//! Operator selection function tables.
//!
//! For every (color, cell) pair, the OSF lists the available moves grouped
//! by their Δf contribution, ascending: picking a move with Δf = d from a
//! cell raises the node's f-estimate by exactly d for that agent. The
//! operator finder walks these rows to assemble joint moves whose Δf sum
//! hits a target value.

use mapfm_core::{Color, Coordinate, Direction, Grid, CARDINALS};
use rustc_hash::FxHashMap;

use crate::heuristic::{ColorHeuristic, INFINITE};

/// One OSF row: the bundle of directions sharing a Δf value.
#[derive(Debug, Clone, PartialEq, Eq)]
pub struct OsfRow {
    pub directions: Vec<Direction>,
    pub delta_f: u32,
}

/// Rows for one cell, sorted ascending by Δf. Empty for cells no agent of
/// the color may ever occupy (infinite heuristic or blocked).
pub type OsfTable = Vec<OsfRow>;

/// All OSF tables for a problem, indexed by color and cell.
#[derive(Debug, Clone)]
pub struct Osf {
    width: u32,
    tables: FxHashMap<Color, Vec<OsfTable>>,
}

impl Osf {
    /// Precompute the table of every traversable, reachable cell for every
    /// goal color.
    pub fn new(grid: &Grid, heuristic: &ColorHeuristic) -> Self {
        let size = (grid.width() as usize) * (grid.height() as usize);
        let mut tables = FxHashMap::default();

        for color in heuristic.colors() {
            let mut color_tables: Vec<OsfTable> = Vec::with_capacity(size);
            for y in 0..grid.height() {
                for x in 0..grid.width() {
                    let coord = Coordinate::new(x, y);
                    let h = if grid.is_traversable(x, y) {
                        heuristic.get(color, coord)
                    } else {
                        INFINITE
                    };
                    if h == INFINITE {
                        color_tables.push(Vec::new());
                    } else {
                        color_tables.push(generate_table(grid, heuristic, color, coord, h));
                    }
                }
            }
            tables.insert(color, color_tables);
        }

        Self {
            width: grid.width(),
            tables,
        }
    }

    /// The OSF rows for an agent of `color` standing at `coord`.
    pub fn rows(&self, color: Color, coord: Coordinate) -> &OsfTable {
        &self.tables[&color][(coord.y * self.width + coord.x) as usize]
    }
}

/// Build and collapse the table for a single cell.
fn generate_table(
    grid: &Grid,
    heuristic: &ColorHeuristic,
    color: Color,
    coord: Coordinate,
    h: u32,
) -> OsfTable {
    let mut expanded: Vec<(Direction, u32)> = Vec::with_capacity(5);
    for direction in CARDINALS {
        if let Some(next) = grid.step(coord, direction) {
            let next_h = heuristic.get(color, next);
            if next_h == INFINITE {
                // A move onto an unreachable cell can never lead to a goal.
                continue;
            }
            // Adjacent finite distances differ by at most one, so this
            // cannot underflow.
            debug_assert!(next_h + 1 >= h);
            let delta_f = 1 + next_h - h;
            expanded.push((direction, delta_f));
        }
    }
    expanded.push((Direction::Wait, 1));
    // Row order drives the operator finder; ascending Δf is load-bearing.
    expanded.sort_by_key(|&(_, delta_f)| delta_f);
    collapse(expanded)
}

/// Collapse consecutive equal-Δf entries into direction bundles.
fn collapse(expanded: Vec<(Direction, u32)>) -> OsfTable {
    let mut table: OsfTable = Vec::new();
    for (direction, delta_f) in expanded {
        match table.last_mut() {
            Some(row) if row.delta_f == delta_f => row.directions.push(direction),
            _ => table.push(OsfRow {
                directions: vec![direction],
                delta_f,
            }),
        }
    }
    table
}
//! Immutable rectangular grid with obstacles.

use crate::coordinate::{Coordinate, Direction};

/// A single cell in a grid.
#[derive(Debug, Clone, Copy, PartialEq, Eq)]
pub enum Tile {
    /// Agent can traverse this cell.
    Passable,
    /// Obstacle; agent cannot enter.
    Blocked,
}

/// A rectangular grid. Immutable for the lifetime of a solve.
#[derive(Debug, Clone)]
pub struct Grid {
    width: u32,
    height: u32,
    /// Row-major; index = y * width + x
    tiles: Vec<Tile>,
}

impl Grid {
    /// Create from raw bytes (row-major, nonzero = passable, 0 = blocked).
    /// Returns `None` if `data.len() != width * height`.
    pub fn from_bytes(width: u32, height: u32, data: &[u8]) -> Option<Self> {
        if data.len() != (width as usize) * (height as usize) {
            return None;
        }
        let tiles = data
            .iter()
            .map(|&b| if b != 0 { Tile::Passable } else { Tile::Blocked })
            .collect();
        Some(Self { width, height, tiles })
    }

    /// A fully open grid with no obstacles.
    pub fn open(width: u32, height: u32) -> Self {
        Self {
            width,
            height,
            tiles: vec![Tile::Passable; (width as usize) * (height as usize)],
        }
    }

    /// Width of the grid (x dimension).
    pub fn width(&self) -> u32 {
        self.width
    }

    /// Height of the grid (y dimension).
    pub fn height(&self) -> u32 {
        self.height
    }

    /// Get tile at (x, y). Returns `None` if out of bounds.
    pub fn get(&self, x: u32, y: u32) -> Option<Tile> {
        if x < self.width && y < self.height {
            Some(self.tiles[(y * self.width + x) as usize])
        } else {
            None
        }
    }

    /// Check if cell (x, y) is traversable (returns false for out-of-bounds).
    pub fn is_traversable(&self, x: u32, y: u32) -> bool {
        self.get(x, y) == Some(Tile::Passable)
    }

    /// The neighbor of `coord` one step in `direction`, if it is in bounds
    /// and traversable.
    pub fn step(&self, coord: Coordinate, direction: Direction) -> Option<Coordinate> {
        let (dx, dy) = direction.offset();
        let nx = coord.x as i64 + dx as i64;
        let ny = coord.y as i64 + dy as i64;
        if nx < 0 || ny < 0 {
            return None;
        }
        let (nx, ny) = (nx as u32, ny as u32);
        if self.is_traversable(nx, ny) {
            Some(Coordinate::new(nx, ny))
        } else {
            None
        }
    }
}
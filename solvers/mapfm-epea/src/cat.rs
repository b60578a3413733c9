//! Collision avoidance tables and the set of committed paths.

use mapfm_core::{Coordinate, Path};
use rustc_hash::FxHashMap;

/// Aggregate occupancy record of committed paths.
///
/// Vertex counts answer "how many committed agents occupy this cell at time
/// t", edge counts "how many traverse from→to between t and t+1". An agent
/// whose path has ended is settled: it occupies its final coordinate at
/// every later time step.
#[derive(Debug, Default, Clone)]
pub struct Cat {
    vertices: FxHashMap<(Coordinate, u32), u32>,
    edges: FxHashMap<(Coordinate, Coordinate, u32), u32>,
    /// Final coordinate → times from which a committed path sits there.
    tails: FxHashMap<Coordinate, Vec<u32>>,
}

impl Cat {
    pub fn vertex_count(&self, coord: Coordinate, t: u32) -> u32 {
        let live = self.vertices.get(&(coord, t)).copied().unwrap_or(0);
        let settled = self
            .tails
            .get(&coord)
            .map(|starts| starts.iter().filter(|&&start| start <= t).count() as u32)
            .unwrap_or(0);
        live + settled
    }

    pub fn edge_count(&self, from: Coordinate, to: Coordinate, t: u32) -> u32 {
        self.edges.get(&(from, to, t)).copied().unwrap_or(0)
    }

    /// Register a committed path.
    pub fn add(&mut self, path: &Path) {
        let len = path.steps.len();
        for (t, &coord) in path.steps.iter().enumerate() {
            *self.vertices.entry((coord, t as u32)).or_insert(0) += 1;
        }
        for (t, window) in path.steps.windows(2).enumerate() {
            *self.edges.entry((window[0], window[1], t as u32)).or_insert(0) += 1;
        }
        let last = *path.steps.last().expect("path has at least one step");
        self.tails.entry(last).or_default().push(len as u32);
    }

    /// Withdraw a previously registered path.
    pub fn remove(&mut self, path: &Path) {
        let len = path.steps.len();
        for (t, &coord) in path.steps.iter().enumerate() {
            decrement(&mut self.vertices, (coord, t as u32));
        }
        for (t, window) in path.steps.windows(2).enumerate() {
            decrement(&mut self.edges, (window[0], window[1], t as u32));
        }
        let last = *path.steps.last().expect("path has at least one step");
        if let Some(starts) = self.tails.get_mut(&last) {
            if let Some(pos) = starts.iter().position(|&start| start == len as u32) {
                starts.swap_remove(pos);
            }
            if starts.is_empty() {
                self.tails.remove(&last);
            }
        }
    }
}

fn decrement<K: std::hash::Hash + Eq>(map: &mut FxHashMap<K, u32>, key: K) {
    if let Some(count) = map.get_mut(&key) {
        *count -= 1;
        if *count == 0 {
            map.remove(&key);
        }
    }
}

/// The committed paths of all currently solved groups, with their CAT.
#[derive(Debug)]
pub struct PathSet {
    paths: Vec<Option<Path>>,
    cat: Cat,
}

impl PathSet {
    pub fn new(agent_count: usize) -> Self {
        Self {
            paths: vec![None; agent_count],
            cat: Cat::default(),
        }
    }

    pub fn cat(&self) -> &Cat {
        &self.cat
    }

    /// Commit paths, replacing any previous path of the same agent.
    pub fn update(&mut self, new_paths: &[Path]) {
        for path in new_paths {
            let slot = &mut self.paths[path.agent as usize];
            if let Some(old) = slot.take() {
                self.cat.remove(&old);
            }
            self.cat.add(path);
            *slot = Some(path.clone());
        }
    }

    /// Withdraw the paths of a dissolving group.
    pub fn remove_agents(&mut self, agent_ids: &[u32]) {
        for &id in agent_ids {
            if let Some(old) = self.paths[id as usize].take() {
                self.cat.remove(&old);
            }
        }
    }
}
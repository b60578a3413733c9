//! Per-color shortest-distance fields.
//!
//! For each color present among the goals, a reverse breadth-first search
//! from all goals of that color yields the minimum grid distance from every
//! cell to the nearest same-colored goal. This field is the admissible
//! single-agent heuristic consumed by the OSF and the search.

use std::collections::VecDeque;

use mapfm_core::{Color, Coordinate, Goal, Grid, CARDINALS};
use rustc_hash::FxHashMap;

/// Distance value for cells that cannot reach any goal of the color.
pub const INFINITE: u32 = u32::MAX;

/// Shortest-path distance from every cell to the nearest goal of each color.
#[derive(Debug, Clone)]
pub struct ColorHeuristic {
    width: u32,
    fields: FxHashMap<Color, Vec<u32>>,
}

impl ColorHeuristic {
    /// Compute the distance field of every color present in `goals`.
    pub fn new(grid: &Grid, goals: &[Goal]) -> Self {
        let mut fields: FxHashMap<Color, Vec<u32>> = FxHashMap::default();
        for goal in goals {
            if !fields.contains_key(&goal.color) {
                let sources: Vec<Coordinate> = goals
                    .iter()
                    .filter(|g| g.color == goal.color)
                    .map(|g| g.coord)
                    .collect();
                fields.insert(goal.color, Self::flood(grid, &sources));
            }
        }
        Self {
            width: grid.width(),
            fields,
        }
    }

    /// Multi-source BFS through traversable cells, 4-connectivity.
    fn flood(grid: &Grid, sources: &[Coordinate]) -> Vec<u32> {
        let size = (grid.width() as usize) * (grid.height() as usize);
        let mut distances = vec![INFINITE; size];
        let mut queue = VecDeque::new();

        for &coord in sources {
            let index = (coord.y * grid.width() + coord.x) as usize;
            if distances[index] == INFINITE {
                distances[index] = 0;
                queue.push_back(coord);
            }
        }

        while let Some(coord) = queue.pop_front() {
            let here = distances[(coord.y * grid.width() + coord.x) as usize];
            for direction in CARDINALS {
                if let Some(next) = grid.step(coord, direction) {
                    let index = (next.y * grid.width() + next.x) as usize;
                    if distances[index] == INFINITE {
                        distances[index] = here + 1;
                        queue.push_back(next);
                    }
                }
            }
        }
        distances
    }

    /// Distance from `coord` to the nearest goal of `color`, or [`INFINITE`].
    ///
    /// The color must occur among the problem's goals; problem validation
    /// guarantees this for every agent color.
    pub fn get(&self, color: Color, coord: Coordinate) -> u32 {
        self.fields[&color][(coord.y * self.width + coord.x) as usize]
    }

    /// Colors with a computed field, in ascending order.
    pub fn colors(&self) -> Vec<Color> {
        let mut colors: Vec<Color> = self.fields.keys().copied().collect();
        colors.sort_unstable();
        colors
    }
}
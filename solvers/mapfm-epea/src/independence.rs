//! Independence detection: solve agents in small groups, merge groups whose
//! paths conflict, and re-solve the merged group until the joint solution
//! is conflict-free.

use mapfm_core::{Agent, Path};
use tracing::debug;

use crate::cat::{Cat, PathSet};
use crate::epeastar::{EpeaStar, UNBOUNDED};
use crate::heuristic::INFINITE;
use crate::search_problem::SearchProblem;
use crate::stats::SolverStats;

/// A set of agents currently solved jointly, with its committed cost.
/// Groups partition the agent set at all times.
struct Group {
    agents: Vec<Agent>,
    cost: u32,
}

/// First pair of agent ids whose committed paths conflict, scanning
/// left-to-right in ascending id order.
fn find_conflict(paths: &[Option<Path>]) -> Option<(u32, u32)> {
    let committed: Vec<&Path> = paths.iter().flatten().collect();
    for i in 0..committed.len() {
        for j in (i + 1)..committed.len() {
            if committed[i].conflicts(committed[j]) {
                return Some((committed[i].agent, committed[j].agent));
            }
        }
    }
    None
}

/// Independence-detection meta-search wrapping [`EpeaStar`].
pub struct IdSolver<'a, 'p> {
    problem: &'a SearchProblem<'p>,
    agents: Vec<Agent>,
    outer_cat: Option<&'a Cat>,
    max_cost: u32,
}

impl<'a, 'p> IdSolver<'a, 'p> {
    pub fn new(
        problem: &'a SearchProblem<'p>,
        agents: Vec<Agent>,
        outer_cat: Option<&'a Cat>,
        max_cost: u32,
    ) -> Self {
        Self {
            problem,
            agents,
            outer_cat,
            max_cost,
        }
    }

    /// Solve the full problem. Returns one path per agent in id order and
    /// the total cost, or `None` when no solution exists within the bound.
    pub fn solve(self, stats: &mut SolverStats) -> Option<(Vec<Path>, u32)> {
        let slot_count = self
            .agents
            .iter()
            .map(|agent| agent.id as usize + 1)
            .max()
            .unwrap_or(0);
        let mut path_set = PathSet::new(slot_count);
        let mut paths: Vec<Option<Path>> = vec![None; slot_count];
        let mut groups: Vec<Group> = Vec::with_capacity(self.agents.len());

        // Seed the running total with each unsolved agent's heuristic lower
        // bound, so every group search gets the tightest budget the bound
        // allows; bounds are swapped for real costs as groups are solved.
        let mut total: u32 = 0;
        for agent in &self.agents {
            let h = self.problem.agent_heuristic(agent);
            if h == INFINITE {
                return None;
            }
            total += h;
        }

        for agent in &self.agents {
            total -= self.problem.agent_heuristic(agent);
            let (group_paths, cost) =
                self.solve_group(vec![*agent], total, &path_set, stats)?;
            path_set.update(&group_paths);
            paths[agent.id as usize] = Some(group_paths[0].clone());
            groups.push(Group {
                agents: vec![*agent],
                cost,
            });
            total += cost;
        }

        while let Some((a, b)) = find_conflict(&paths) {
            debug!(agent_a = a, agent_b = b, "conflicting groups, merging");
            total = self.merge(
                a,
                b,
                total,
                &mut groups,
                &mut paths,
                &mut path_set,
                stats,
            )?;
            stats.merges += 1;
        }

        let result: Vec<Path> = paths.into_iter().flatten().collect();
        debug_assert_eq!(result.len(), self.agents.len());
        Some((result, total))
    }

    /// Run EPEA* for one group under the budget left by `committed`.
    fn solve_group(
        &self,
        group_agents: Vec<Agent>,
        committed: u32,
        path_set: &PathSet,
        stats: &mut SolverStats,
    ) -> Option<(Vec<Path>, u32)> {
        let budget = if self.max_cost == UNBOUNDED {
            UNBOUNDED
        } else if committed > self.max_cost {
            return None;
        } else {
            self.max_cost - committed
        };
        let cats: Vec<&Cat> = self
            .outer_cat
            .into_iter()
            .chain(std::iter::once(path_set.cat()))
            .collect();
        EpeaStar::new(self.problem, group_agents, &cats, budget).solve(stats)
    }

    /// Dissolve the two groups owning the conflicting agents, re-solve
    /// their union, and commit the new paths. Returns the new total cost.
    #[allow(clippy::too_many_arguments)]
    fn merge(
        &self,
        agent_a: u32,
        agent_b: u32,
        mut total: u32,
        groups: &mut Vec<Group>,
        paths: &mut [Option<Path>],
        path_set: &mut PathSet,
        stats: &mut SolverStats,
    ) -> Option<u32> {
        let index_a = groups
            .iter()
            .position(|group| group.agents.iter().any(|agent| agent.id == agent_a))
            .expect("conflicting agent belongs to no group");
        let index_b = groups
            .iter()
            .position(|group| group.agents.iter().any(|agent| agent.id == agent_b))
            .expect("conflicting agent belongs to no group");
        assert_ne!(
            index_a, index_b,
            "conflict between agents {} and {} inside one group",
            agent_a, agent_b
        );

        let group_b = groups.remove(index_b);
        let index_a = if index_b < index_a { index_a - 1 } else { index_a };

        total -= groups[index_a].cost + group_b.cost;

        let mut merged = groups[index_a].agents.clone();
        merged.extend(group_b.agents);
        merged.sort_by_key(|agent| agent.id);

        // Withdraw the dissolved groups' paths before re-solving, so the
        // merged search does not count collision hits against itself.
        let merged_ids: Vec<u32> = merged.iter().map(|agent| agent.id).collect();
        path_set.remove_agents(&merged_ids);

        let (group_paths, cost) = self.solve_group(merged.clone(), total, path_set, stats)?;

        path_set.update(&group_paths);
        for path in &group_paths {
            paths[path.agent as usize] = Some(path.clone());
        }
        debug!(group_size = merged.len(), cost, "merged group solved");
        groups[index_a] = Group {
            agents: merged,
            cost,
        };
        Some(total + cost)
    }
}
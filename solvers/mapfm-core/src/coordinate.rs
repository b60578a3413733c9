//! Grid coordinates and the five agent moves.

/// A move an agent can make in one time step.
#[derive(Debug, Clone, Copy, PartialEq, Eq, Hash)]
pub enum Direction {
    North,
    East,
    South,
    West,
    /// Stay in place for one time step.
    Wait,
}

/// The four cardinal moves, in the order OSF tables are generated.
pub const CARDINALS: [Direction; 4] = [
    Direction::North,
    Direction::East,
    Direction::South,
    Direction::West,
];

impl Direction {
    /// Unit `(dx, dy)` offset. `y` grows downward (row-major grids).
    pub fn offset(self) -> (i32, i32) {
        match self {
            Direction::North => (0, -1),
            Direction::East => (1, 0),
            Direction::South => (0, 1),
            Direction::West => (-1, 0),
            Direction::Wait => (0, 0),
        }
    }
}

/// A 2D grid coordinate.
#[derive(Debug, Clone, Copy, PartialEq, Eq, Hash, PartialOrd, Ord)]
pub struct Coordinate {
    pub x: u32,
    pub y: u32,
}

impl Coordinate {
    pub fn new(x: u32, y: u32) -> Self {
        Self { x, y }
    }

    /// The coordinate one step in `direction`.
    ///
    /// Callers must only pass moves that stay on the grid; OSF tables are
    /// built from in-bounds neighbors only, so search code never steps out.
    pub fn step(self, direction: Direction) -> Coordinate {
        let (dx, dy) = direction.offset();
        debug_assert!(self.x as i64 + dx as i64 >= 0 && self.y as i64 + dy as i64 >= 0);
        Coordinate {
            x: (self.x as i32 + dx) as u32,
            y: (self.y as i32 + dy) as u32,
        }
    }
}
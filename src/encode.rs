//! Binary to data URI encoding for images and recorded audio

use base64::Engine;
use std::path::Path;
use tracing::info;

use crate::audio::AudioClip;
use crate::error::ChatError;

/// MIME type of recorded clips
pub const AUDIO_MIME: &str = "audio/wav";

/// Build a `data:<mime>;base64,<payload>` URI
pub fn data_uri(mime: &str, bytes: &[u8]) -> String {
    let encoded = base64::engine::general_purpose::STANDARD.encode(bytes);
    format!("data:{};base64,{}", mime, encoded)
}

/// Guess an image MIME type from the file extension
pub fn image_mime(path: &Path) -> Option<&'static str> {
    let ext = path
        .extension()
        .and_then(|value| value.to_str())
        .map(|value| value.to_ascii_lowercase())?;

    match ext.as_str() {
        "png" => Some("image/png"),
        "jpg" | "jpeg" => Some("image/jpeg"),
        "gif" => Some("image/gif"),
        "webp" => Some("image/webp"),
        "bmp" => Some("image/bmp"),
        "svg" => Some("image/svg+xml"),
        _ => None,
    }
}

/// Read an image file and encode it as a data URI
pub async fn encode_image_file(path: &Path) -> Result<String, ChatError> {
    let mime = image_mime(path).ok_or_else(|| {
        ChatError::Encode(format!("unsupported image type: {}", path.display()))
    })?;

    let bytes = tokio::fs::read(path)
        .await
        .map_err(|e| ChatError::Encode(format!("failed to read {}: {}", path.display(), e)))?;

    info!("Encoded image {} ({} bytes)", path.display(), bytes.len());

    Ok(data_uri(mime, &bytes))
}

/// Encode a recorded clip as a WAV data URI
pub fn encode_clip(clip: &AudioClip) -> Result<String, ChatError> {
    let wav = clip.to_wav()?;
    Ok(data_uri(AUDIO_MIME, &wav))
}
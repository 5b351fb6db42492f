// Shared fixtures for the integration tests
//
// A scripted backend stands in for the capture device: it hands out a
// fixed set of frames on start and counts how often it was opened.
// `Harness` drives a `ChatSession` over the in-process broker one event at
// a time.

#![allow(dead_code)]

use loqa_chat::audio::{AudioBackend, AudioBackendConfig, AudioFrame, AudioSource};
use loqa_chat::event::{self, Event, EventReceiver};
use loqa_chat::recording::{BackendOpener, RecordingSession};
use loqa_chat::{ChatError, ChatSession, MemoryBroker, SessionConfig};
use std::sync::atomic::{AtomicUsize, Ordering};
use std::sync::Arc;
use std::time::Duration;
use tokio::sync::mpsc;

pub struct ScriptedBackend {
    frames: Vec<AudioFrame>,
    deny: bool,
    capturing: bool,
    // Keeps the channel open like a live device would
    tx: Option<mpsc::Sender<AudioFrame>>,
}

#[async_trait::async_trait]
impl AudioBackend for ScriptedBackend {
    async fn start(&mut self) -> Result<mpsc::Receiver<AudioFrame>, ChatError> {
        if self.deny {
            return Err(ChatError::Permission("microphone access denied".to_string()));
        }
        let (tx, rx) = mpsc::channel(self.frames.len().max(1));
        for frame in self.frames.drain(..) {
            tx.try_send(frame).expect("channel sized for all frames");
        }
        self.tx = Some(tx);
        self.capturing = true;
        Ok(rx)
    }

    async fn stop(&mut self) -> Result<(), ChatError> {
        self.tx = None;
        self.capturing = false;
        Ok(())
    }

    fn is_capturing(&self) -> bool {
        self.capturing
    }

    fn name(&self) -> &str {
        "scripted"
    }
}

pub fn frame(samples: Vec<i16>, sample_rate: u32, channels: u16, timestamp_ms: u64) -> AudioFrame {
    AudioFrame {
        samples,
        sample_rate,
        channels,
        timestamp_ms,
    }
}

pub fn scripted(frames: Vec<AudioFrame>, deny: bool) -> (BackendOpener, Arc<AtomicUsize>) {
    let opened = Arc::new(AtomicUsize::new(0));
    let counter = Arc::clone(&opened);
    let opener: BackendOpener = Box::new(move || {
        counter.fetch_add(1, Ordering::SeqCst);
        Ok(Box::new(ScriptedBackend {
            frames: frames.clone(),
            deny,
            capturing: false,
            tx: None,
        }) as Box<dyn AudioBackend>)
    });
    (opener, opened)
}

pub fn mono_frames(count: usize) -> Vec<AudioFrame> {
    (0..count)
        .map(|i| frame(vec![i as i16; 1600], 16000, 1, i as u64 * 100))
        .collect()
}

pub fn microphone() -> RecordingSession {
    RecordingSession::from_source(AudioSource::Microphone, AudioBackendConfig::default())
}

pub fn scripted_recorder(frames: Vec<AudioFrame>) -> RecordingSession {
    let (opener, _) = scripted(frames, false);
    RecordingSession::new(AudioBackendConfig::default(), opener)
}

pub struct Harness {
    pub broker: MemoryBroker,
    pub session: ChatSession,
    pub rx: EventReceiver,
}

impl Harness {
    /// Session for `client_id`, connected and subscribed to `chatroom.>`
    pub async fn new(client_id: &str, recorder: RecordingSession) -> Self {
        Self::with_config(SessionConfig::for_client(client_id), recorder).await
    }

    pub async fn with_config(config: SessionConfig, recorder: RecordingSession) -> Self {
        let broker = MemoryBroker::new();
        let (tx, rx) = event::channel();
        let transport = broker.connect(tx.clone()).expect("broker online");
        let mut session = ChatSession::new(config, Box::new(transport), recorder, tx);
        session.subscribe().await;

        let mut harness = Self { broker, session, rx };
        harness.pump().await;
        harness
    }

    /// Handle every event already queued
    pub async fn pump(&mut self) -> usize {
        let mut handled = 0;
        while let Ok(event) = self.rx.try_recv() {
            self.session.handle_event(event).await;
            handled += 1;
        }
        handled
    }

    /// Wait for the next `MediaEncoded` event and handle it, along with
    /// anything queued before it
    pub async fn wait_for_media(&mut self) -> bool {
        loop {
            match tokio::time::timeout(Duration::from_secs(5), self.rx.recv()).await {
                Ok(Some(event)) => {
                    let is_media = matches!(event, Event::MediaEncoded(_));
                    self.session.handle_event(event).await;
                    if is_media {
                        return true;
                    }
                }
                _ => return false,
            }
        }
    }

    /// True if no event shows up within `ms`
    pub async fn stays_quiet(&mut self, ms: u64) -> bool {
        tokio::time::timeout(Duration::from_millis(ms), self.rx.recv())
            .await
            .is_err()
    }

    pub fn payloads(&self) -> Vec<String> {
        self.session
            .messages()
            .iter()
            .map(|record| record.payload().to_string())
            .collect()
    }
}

..........

Look for the string "UNBOUNDED" in the records, and copy every line where it is found.

> _Solution for this problem_:
use crate::epeastar::{EpeaStar, UNBOUNDED};
        let budget = if self.max_cost == UNBOUNDED {
            UNBOUNDED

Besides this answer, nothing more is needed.